SM_INPUT_DIR=/opt/ml/input/
The path of the input directory, e.g. /opt/ml/input/
The input_dir,
e.g. /opt/ml/input/
, is the directory where SageMaker saves input
data and configuration files before and during training.
SM_INPUT_CONFIG_DIR=/opt/ml/input/config
The path of the input configuration directory, e.g. /opt/ml/input/config/
. The
directory where standard SageMaker configuration files are located, e.g.
/opt/ml/input/config/
.
SageMaker training creates the following files in this folder when training starts:
hyperparameters.json
: Amazon SageMaker makes the hyperparameters in a CreateTrainingJob request available in this file.inputdataconfig.json
: You specify data channel information in the InputDataConfig parameter in a CreateTrainingJob request. Amazon SageMaker makes this information available in this file.resourceconfig.json
: name of the current host and all host containers in the training.
More information about this files can be find here: https://docs.aws.amazon.com/sagemaker/latest/dg/your-algorithms-training-algo.html
SM_OUTPUT_DATA_DIR=/opt/ml/output/data/algo-1
The dir to write non-model training artifacts (e.g. evaluation results)
which will be retained by SageMaker, e.g. /opt/ml/output/data
.
As your algorithm runs in a container, it generates output including the status of the training job and model and output artifacts. Your algorithm should write this information to the this directory.

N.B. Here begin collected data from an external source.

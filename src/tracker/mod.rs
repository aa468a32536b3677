//! Work-session state machine. The tracker doesn't own any timer or user interface: the
//! [session](crate::session) module decides when to tick and where descriptions come from.

use std::path::PathBuf;

use anyhow::Result;
use chrono::NaiveDateTime;
use tracing::{debug, info, instrument, warn};

use crate::{
    capture::{take_screenshot, ScreenCapturer},
    storage::{
        compute_total_elapsed,
        entities::{RecordField, SessionRecord},
        work_log::WorkLog,
    },
    utils::{clock::Clock, time::WorkingTime},
};

#[derive(Debug, Clone, Copy, PartialEq, Eq)]
pub enum TrackerState {
    Idle,
    Tracking {
        started_at: NaiveDateTime,
    },
    /// Stop was requested and the open row waits for its description.
    AwaitingDescription {
        started_at: NaiveDateTime,
        stopped_at: NaiveDateTime,
    },
}

#[derive(Debug, Clone, Copy, PartialEq, Eq)]
pub struct TickReport {
    /// Time spent in the current session.
    pub current: WorkingTime,
    /// Time of all closed sessions plus the current one.
    pub total: WorkingTime,
}

pub struct SessionTracker<W: WorkLog> {
    log: W,
    capturer: Box<dyn ScreenCapturer>,
    clock: Box<dyn Clock>,
    state: TrackerState,
    /// Total of closed sessions, recomputed from the log on every transition to idle.
    previous_total: WorkingTime,
    current: WorkingTime,
}

impl<W: WorkLog> SessionTracker<W> {
    /// Creates a tracker for `log`, creating the table if needed and loading the total of
    /// previous sessions.
    pub async fn load(
        log: W,
        capturer: Box<dyn ScreenCapturer>,
        clock: Box<dyn Clock>,
    ) -> Result<Self> {
        let previous_total = load_total(&log).await?;
        debug!("Loaded previous total {previous_total}");
        Ok(Self {
            log,
            capturer,
            clock,
            state: TrackerState::Idle,
            previous_total,
            current: WorkingTime::ZERO,
        })
    }

    pub fn state(&self) -> TrackerState {
        self.state
    }

    pub fn is_tracking(&self) -> bool {
        matches!(self.state, TrackerState::Tracking { .. })
    }

    pub fn is_idle(&self) -> bool {
        self.state == TrackerState::Idle
    }

    pub fn current_elapsed(&self) -> WorkingTime {
        self.current
    }

    pub fn total_elapsed(&self) -> WorkingTime {
        self.previous_total + self.current
    }

    pub fn log(&self) -> &W {
        &self.log
    }

    /// Opens a new row and takes the first screenshot. Returns `false` when a session is already
    /// running.
    #[instrument(skip(self))]
    pub async fn start(&mut self) -> Result<bool> {
        if !self.is_idle() {
            debug!("Ignoring start in state {:?}", self.state);
            return Ok(false);
        }

        let now = self.clock.now();
        self.log.append(SessionRecord::open_at(now)).await?;
        self.state = TrackerState::Tracking { started_at: now };
        self.current = WorkingTime::ZERO;
        info!("Started session at {now}");

        self.screenshot().await;
        Ok(true)
    }

    /// Updates the open row's end time. Does nothing unless a session is running.
    #[instrument(skip(self))]
    pub async fn tick(&mut self) -> Result<Option<TickReport>> {
        let TrackerState::Tracking { started_at } = self.state else {
            debug!("Ignoring tick in state {:?}", self.state);
            return Ok(None);
        };

        let now = self.clock.now();
        self.current = WorkingTime::between(started_at, now);
        self.log
            .update_last(vec![RecordField::EndTime(now)])
            .await?;

        let report = TickReport {
            current: self.current,
            total: self.total_elapsed(),
        };
        debug!("Tick {report:?}");
        Ok(Some(report))
    }

    /// Saves a screenshot into the profile's directory. Failures are logged and skipped, a
    /// missing screen never interrupts tracking.
    pub async fn screenshot(&self) -> Option<PathBuf> {
        let now = self.clock.now();
        match take_screenshot(self.capturer.as_ref(), self.log.screenshot_dir(), now).await {
            Ok(path) => {
                info!("Saved screenshot {path:?}");
                Some(path)
            }
            Err(e) => {
                warn!("Skipping screenshot: {e}");
                None
            }
        }
    }

    /// Freezes the session end and waits for [Self::finish_stop]. Returns `false` when no
    /// session is running.
    pub fn begin_stop(&mut self) -> bool {
        let TrackerState::Tracking { started_at } = self.state else {
            debug!("Ignoring stop in state {:?}", self.state);
            return false;
        };
        let stopped_at = self.clock.now();
        self.current = WorkingTime::between(started_at, stopped_at);
        self.state = TrackerState::AwaitingDescription {
            started_at,
            stopped_at,
        };
        debug!("Stop requested at {stopped_at}");
        true
    }

    /// Closes the open row with `description`, takes the final screenshot and recomputes the
    /// total. Returns the new total, or `None` when no stop was requested.
    ///
    /// When the row can't be written the session still ends and the final screenshot is still
    /// taken. The stopped session is then only counted in the in-memory total.
    #[instrument(skip(self))]
    pub async fn finish_stop(&mut self, description: String) -> Result<Option<WorkingTime>> {
        let TrackerState::AwaitingDescription { stopped_at, .. } = self.state else {
            debug!("Ignoring description in state {:?}", self.state);
            return Ok(None);
        };

        let stopped = self.current;
        self.state = TrackerState::Idle;
        self.current = WorkingTime::ZERO;

        let closed = self
            .log
            .update_last(vec![
                RecordField::EndTime(stopped_at),
                RecordField::Description(description),
            ])
            .await;

        self.screenshot().await;

        if let Err(e) = closed {
            self.previous_total = self.previous_total + stopped;
            return Err(e);
        }
        info!("Closed session at {stopped_at}");

        self.previous_total = load_total(&self.log).await?;
        Ok(Some(self.previous_total))
    }

    /// Switches to another work log. Only possible while idle.
    pub async fn switch_profile(&mut self, log: W) -> Result<bool> {
        if !self.is_idle() {
            debug!("Ignoring profile switch in state {:?}", self.state);
            return Ok(false);
        }
        self.previous_total = load_total(&log).await?;
        self.current = WorkingTime::ZERO;
        self.log = log;
        info!("Switched work log, total {}", self.previous_total);
        Ok(true)
    }
}

async fn load_total(log: &impl WorkLog) -> Result<WorkingTime> {
    log.ensure_exists().await?;
    let rows = log.read_all().await?;
    Ok(compute_total_elapsed(&rows))
}
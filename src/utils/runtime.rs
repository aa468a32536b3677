use anyhow::Result;

/// Everything in punchclock runs on one thread: timers, the console and log writes share a
/// single event loop.
pub fn single_thread_runtime() -> Result<tokio::runtime::Runtime> {
    Ok(tokio::runtime::Builder::new_current_thread()
        .enable_all()
        .build()?)
}
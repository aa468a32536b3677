use std::{
    env,
    ffi::OsString,
    path::Path,
    process::Stdio,
};

use async_trait::async_trait;
use tokio::process::Command;
use tracing::{debug, instrument};

use super::{CaptureError, ScreenCapturer};

/// Takes screenshots by running an external program. The destination path is passed as the
/// last argument.
#[derive(Debug, Clone)]
pub struct CommandCapturer {
    program: String,
    args: Vec<OsString>,
}

impl CommandCapturer {
    pub fn new<I, S>(program: impl Into<String>, args: I) -> Self
    where
        I: IntoIterator<Item = S>,
        S: Into<OsString>,
    {
        Self {
            program: program.into(),
            args: args.into_iter().map(Into::into).collect(),
        }
    }
}

#[async_trait]
impl ScreenCapturer for CommandCapturer {
    #[instrument(skip(self), fields(program = %self.program))]
    async fn capture(&self, destination: &Path) -> Result<(), CaptureError> {
        let status = Command::new(&self.program)
            .args(&self.args)
            .arg(destination)
            .stdin(Stdio::null())
            .stdout(Stdio::null())
            .stderr(Stdio::null())
            .status()
            .await?;

        if status.success() {
            debug!("Saved screenshot {destination:?}");
            Ok(())
        } else {
            Err(CaptureError::CommandFailed {
                program: self.program.clone(),
                status,
            })
        }
    }
}

/// Picks the screenshot tool for the display server the process is attached to. Wayland sessions
/// use `grim`, X11 sessions use ImageMagick's `import`.
pub struct DisplayServerCapturer {
    wayland: CommandCapturer,
    x11: CommandCapturer,
}

pub fn display_server_capturer() -> DisplayServerCapturer {
    DisplayServerCapturer {
        wayland: CommandCapturer::new("grim", Vec::<OsString>::new()),
        x11: CommandCapturer::new("import", ["-window", "root"]),
    }
}

/// Which display server, if any, is reachable from this process.
#[derive(Debug, Clone, Copy, PartialEq, Eq)]
pub enum DisplayServer {
    Wayland,
    X11,
}

pub fn detect_display_server(
    wayland_display: Option<OsString>,
    x11_display: Option<OsString>,
) -> Option<DisplayServer> {
    let present = |v: &Option<OsString>| v.as_ref().is_some_and(|v| !v.is_empty());
    if present(&wayland_display) {
        Some(DisplayServer::Wayland)
    } else if present(&x11_display) {
        Some(DisplayServer::X11)
    } else {
        None
    }
}

#[async_trait]
impl ScreenCapturer for DisplayServerCapturer {
    async fn capture(&self, destination: &Path) -> Result<(), CaptureError> {
        let server =
            detect_display_server(env::var_os("WAYLAND_DISPLAY"), env::var_os("DISPLAY"));
        match server {
            Some(DisplayServer::Wayland) => self.wayland.capture(destination).await,
            Some(DisplayServer::X11) => self.x11.capture(destination).await,
            None => Err(CaptureError::NoScreen),
        }
    }
}
use ansi_term::Colour;
use anyhow::Result;
use std::io::Write;
use tokio::{
    io::{AsyncBufRead, Lines},
    sync::oneshot,
};
use tokio_util::sync::CancellationToken;
use tracing::{debug, error};

use crate::{
    session::{Command, DescriptionRequest, SessionEvent, SessionHandle},
    settings::{prompt::prompt_settings, Settings, SettingsStore},
    tracker::TrackerState,
};

const HELP: &str = "Commands: start, stop, status, settings, help, quit";

/// Line based stand-in for the tracker window. Reads commands, answers description requests and
/// prints whatever the session reports.
pub struct Console<R> {
    lines: Lines<R>,
    handle: SessionHandle,
    store: SettingsStore,
    defaults: Settings,
    settings: Settings,
    tracking: bool,
    pending_description: Option<oneshot::Sender<String>>,
    input_closed: bool,
    shutdown: CancellationToken,
}

impl<R: AsyncBufRead + Unpin> Console<R> {
    pub fn new(
        lines: Lines<R>,
        handle: SessionHandle,
        store: SettingsStore,
        defaults: Settings,
        settings: Settings,
        shutdown: CancellationToken,
    ) -> Self {
        Self {
            lines,
            handle,
            store,
            defaults,
            settings,
            tracking: false,
            pending_description: None,
            input_closed: false,
            shutdown,
        }
    }

    /// Runs until the session goes away.
    pub async fn run(mut self) -> Result<()> {
        println!("{HELP}");
        let mut prompts_open = true;
        loop {
            tokio::select! {
                event = self.handle.events.recv() => match event {
                    Some(event) => self.show(event).await,
                    None => return Ok(()),
                },
                request = self.handle.prompts.recv(), if prompts_open => match request {
                    Some(request) => self.ask_description(request),
                    None => prompts_open = false,
                },
                line = self.lines.next_line(), if !self.input_closed => match line? {
                    Some(line) => self.handle_line(&line).await?,
                    None => self.close_input().await,
                },
            }
        }
    }

    async fn send(&self, command: Command) {
        if self.handle.commands.send(command).await.is_err() {
            debug!("Session is gone, dropping command");
        }
    }

    fn ask_description(&mut self, request: DescriptionRequest) {
        if self.input_closed {
            let _ = request.respond.send(String::new());
            return;
        }
        print!("Description: ");
        let _ = std::io::stdout().flush();
        self.pending_description = Some(request.respond);
    }

    async fn handle_line(&mut self, line: &str) -> Result<()> {
        let line = line.trim();
        if let Some(respond) = self.pending_description.take() {
            let _ = respond.send(line.to_string());
            return Ok(());
        }

        match line {
            "start" => self.send(Command::Start).await,
            "stop" => self.send(Command::Stop).await,
            "status" => self.send(Command::Status).await,
            "settings" => self.change_settings().await?,
            "quit" | "exit" => self.send(Command::Quit).await,
            "help" => println!("{HELP}"),
            "" => {}
            other => println!("Unknown command {other:?}. {HELP}"),
        }
        Ok(())
    }

    async fn change_settings(&mut self) -> Result<()> {
        if self.tracking {
            println!("{}", Colour::Yellow.paint("Stop tracking before changing settings"));
            return Ok(());
        }
        let form = prompt_settings(
            &mut self.lines,
            self.settings.clone().into(),
            &self.defaults,
            false,
        );
        let settings = tokio::select! {
            settings = form => settings?,
            _ = self.shutdown.cancelled() => {
                debug!("Settings form dropped on shutdown");
                println!();
                return Ok(());
            }
        };
        // Saved once the session reports them in use.
        self.send(Command::Reconfigure(settings)).await;
        Ok(())
    }

    async fn close_input(&mut self) {
        debug!("Input closed");
        self.input_closed = true;
        // Dropping the responder leaves the description empty.
        self.pending_description = None;
        self.send(Command::Quit).await;
    }

    async fn show(&mut self, event: SessionEvent) {
        match event {
            SessionEvent::Loaded { total } => {
                println!("Total {}", Colour::Cyan.paint(total.to_string()))
            }
            SessionEvent::Started => {
                self.tracking = true;
                println!("{} 00:00", Colour::Green.paint("Tracking"));
            }
            SessionEvent::Ticked(report) => println!(
                "Current {}  Total {}",
                Colour::Green.paint(report.current.to_string()),
                Colour::Cyan.paint(report.total.to_string())
            ),
            SessionEvent::Stopped { total } => {
                self.tracking = false;
                println!(
                    "Stopped. Total {}",
                    Colour::Cyan.paint(total.to_string())
                );
            }
            SessionEvent::Reconfigured { settings, total } => {
                if let Err(e) = self.store.save(&settings).await {
                    error!("Failed to save settings {e:?}");
                    println!("{}", Colour::Red.paint(format!("Settings not saved: {e}")));
                }
                println!(
                    "Using {:?}. Total {}",
                    settings.file_path,
                    Colour::Cyan.paint(total.to_string())
                );
                self.settings = settings;
            }
            SessionEvent::Status {
                state,
                current,
                total,
            } => {
                let state = match state {
                    TrackerState::Idle => "idle",
                    TrackerState::Tracking { .. } => "tracking",
                    TrackerState::AwaitingDescription { .. } => "stopping",
                };
                println!("State {state}  Current {current}  Total {total}");
            }
            SessionEvent::Ignored { reason } => {
                println!("{}", Colour::Yellow.paint(format!("Ignored: {reason}")))
            }
            SessionEvent::Failed { message } => {
                println!("{}", Colour::Red.paint(message))
            }
        }
    }
}
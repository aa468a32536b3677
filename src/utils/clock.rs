use async_trait::async_trait;
use chrono::{Local, NaiveDateTime, Timelike};
use tokio::time::Instant;

/// Represents an entity responsible for providing time across application. Wall-clock time is
/// used for log rows and screenshot names, instants drive the timers. Swapping it out allows
/// tests to control both.
#[async_trait]
pub trait Clock: Sync + Send + 'static {
    /// Local time truncated to whole seconds, matching the precision of the work log.
    fn now(&self) -> NaiveDateTime;

    fn instant(&self) -> Instant;

    async fn sleep_until(&self, instant: Instant);
}

#[derive(Clone, Copy, Debug, Default)]
pub struct DefaultClock;

#[async_trait]
impl Clock for DefaultClock {
    fn now(&self) -> NaiveDateTime {
        let now = Local::now().naive_local();
        now.with_nanosecond(0).unwrap_or(now)
    }

    fn instant(&self) -> Instant {
        Instant::now()
    }

    async fn sleep_until(&self, instant: Instant) {
        tokio::time::sleep_until(instant).await;
    }
}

SM_RESOURCE_CONFIG='{"current_host":"algo-1","hosts":["algo-1","algo-2"]}'
The contents from /opt/ml/input/config/resourceconfig.json
. It has
the following keys:
- current_host: The name of the current container on the container
network. For example,
'algo-1'
. - hosts: The list of names of all containers on the container network,
sorted lexicographically. For example,
['algo-1', 'algo-2', 'algo-3']
for a three-node cluster.
For more information about resourceconfig.json
:
https://docs.aws.amazon.com/sagemaker/latest/dg/your-algorithms-training-algo.html#your-algorithms-training-algo-running-container-dist-training
SM_INPUT_DATA_CONFIG='{
"testing": {
"RecordWrapperType": "None",
"S3DistributionType": "FullyReplicated",
"TrainingInputMode": "File"
},
"training": {
"RecordWrapperType": "None",
"S3DistributionType": "FullyReplicated",
"TrainingInputMode": "File"
}
}'
Input data configuration from
/opt/ml/input/config/inputdataconfig.json
.
For more information about inpudataconfig.json
:
https://docs.aws.amazon.com/sagemaker/latest/dg/your-algorithms-training-algo.html#your-algorithms-training-algo-running-container-dist-training
SM_TRAINING_ENV='
{
"channel_input_dirs": {
"test": "/opt/ml/input/data/testing",
"train": "/opt/ml/input/data/training"
},
"current_host": "algo-1",
"framework_module": "sagemaker_chainer_container.training:main",
"hosts": [
"algo-1",
"algo-2"
],
"hyperparameters": {
"batch-size": 10000,
"epochs": 1
},
"input_config_dir": "/opt/ml/input/config",
"input_data_config": {
"test": {
"RecordWrapperType": "None",
"S3DistributionType": "FullyReplicated",
"TrainingInputMode": "File"
},
"train": {
"RecordWrapperType": "None",
"S3DistributionType": "FullyReplicated",
"TrainingInputMode": "File"
}
},
"input_dir": "/opt/ml/input",
"job_name": "preprod-chainer-2018-05-31-06-27-15-511",
"log_level": 20,
"model_dir": "/opt/ml/model",
"module_dir": "s3://sagemaker-{aws-region}-{aws-id}/{training-job-name}/source/sourcedir.tar.gz",
"module_name": "user_script",
"network_interface_name": "ethwe",
"num_cpus": 4,
"num_gpus": 1,
"output_data_dir": "/opt/ml/output/data/algo-1",
"output_dir": "/opt/ml/output",
"resource_config": {
"current_host": "algo-1",
"hosts": [
"algo-1",
"algo-2"
]
}
}'
Provides the entire training information as a JSON-encoded dictionary.